[Start of Attachment]

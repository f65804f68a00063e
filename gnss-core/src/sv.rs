//! Satellite identity and the dense satellite index.

use crate::constellation::Constellation;
use thiserror::Error;

#[cfg(feature = "serde")]
use serde::{Deserialize, Serialize};

/// PRN ranges per constellation
pub const MINPRN_GPS: u8 = 1;
pub const MAXPRN_GPS: u8 = 32;
pub const MINPRN_GLO: u8 = 1;
pub const MAXPRN_GLO: u8 = 27;
pub const MINPRN_GAL: u8 = 1;
pub const MAXPRN_GAL: u8 = 36;
pub const MINPRN_QZS: u8 = 193;
pub const MAXPRN_QZS: u8 = 202;
pub const MINPRN_CMP: u8 = 1;
pub const MAXPRN_CMP: u8 = 63;
pub const MINPRN_IRN: u8 = 1;
pub const MAXPRN_IRN: u8 = 14;
pub const MINPRN_SBS: u8 = 120;
pub const MAXPRN_SBS: u8 = 158;

pub const NSAT_GPS: usize = (MAXPRN_GPS - MINPRN_GPS + 1) as usize;
pub const NSAT_GLO: usize = (MAXPRN_GLO - MINPRN_GLO + 1) as usize;
pub const NSAT_GAL: usize = (MAXPRN_GAL - MINPRN_GAL + 1) as usize;
pub const NSAT_QZS: usize = (MAXPRN_QZS - MINPRN_QZS + 1) as usize;
pub const NSAT_CMP: usize = (MAXPRN_CMP - MINPRN_CMP + 1) as usize;
pub const NSAT_IRN: usize = (MAXPRN_IRN - MINPRN_IRN + 1) as usize;
pub const NSAT_SBS: usize = (MAXPRN_SBS - MINPRN_SBS + 1) as usize;

/// Total number of indexable satellites
pub const MAXSAT: usize =
    NSAT_GPS + NSAT_GLO + NSAT_GAL + NSAT_QZS + NSAT_CMP + NSAT_IRN + NSAT_SBS;

/// Identification related errors
#[derive(Error, Debug, Clone, PartialEq)]
pub enum ParsingError {
    #[error("constellation parsing error")]
    ConstellationParsing(#[from] crate::constellation::ParsingError),
    #[error("sv prn# parsing error")]
    PrnParsing(#[from] std::num::ParseIntError),
}

/// `SV` identifies a satellite vehicle
#[derive(Debug, Default, Copy, Clone, PartialEq, Eq, PartialOrd, Ord, Hash)]
#[cfg_attr(feature = "serde", derive(Serialize, Deserialize))]
pub struct SV {
    /// Constellation this vehicle belongs to
    pub constellation: Constellation,
    /// PRN number (QZSS 193..202, SBAS 120..158)
    pub prn: u8,
}

impl SV {
    pub fn new(constellation: Constellation, prn: u8) -> Self {
        Self { constellation, prn }
    }

    /// Dense satellite index in `[1, MAXSAT]`, or None when the PRN falls
    /// outside the supported range of its constellation.
    pub fn index(&self) -> Option<usize> {
        let (min, max, base) = self.range();
        if self.prn < min || self.prn > max {
            return None;
        }
        Some(base + (self.prn - min) as usize + 1)
    }

    /// Inverse of [Self::index].
    pub fn from_index(index: usize) -> Option<Self> {
        if index < 1 || index > MAXSAT {
            return None;
        }
        let mut i = index - 1;
        for (constellation, min, count) in [
            (Constellation::GPS, MINPRN_GPS, NSAT_GPS),
            (Constellation::Glonass, MINPRN_GLO, NSAT_GLO),
            (Constellation::Galileo, MINPRN_GAL, NSAT_GAL),
            (Constellation::QZSS, MINPRN_QZS, NSAT_QZS),
            (Constellation::BeiDou, MINPRN_CMP, NSAT_CMP),
            (Constellation::IRNSS, MINPRN_IRN, NSAT_IRN),
            (Constellation::SBAS, MINPRN_SBS, NSAT_SBS),
        ] {
            if i < count {
                return Some(Self::new(constellation, min + i as u8));
            }
            i -= count;
        }
        None
    }

    /// BeiDou GEO vehicles need the tilted-frame ephemeris evaluation.
    pub fn is_beidou_geo(&self) -> bool {
        self.constellation == Constellation::BeiDou && (self.prn <= 5 || self.prn >= 59)
    }

    fn range(&self) -> (u8, u8, usize) {
        match self.constellation {
            Constellation::GPS => (MINPRN_GPS, MAXPRN_GPS, 0),
            Constellation::Glonass => (MINPRN_GLO, MAXPRN_GLO, NSAT_GPS),
            Constellation::Galileo => (MINPRN_GAL, MAXPRN_GAL, NSAT_GPS + NSAT_GLO),
            Constellation::QZSS => (MINPRN_QZS, MAXPRN_QZS, NSAT_GPS + NSAT_GLO + NSAT_GAL),
            Constellation::BeiDou => (
                MINPRN_CMP,
                MAXPRN_CMP,
                NSAT_GPS + NSAT_GLO + NSAT_GAL + NSAT_QZS,
            ),
            Constellation::IRNSS => (
                MINPRN_IRN,
                MAXPRN_IRN,
                NSAT_GPS + NSAT_GLO + NSAT_GAL + NSAT_QZS + NSAT_CMP,
            ),
            Constellation::SBAS => (
                MINPRN_SBS,
                MAXPRN_SBS,
                NSAT_GPS + NSAT_GLO + NSAT_GAL + NSAT_QZS + NSAT_CMP + NSAT_IRN,
            ),
        }
    }
}

impl std::str::FromStr for SV {
    type Err = ParsingError;
    /// Parses an SV from the "XYY" standardized format, e.g. "G08", "S23".
    fn from_str(string: &str) -> Result<Self, Self::Err> {
        let constellation = string[0..1].parse::<Constellation>()?;
        let prn = string[1..].trim().parse::<u8>()?;
        // SBAS and QZSS identifiers drop the PRN offset
        let prn = match constellation {
            Constellation::SBAS if prn < 100 => prn + 100,
            Constellation::QZSS if prn < 100 => prn + 192,
            _ => prn,
        };
        Ok(Self::new(constellation, prn))
    }
}

impl std::fmt::Display for SV {
    /// Prints self as XYY standard format
    fn fmt(&self, f: &mut std::fmt::Formatter) -> std::fmt::Result {
        let prn = match self.constellation {
            Constellation::SBAS => self.prn.saturating_sub(100),
            Constellation::QZSS => self.prn.saturating_sub(192),
            _ => self.prn,
        };
        write!(f, "{}{:02}", self.constellation.letter(), prn)
    }
}

#[cfg(test)]
mod test {
    use super::*;
    use std::str::FromStr;

    #[test]
    fn dense_index_is_total() {
        for index in 1..=MAXSAT {
            let sv = SV::from_index(index).unwrap();
            assert_eq!(sv.index(), Some(index), "{}", sv);
        }
        assert_eq!(SV::from_index(0), None);
        assert_eq!(SV::from_index(MAXSAT + 1), None);
    }

    #[test]
    fn out_of_range_prn() {
        assert_eq!(SV::new(Constellation::GPS, 33).index(), None);
        assert_eq!(SV::new(Constellation::Glonass, 28).index(), None);
        assert_eq!(SV::new(Constellation::SBAS, 100).index(), None);
    }

    #[test]
    fn parsing() {
        assert_eq!(
            SV::from_str("G08").unwrap(),
            SV::new(Constellation::GPS, 8)
        );
        assert_eq!(
            SV::from_str("S23").unwrap(),
            SV::new(Constellation::SBAS, 123)
        );
        assert_eq!(
            SV::from_str("J01").unwrap(),
            SV::new(Constellation::QZSS, 193)
        );
        assert_eq!(format!("{}", SV::new(Constellation::SBAS, 123)), "S23");
    }

    #[test]
    fn beidou_geo() {
        assert!(SV::new(Constellation::BeiDou, 1).is_beidou_geo());
        assert!(SV::new(Constellation::BeiDou, 59).is_beidou_geo());
        assert!(!SV::new(Constellation::BeiDou, 23).is_beidou_geo());
        assert!(!SV::new(Constellation::GPS, 1).is_beidou_geo());
    }
}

[End of Attachment]

Work item
Restate word for word only the lines running from the beginning of the data to the line holding "pub const MAXPRN_GAL: u8 = 36;", both included.

Solution to the problem
repository f65804f68a00063e
filename gnss-core/src/sv.rs
//! Satellite identity and the dense satellite index.

use crate::constellation::Constellation;
use thiserror::Error;

#[cfg(feature = "serde")]
use serde::{Deserialize, Serialize};

/// PRN ranges per constellation
pub const MINPRN_GPS: u8 = 1;
pub const MAXPRN_GPS: u8 = 32;
pub const MINPRN_GLO: u8 = 1;
pub const MAXPRN_GLO: u8 = 27;
pub const MINPRN_GAL: u8 = 1;
pub const MAXPRN_GAL: u8 = 36;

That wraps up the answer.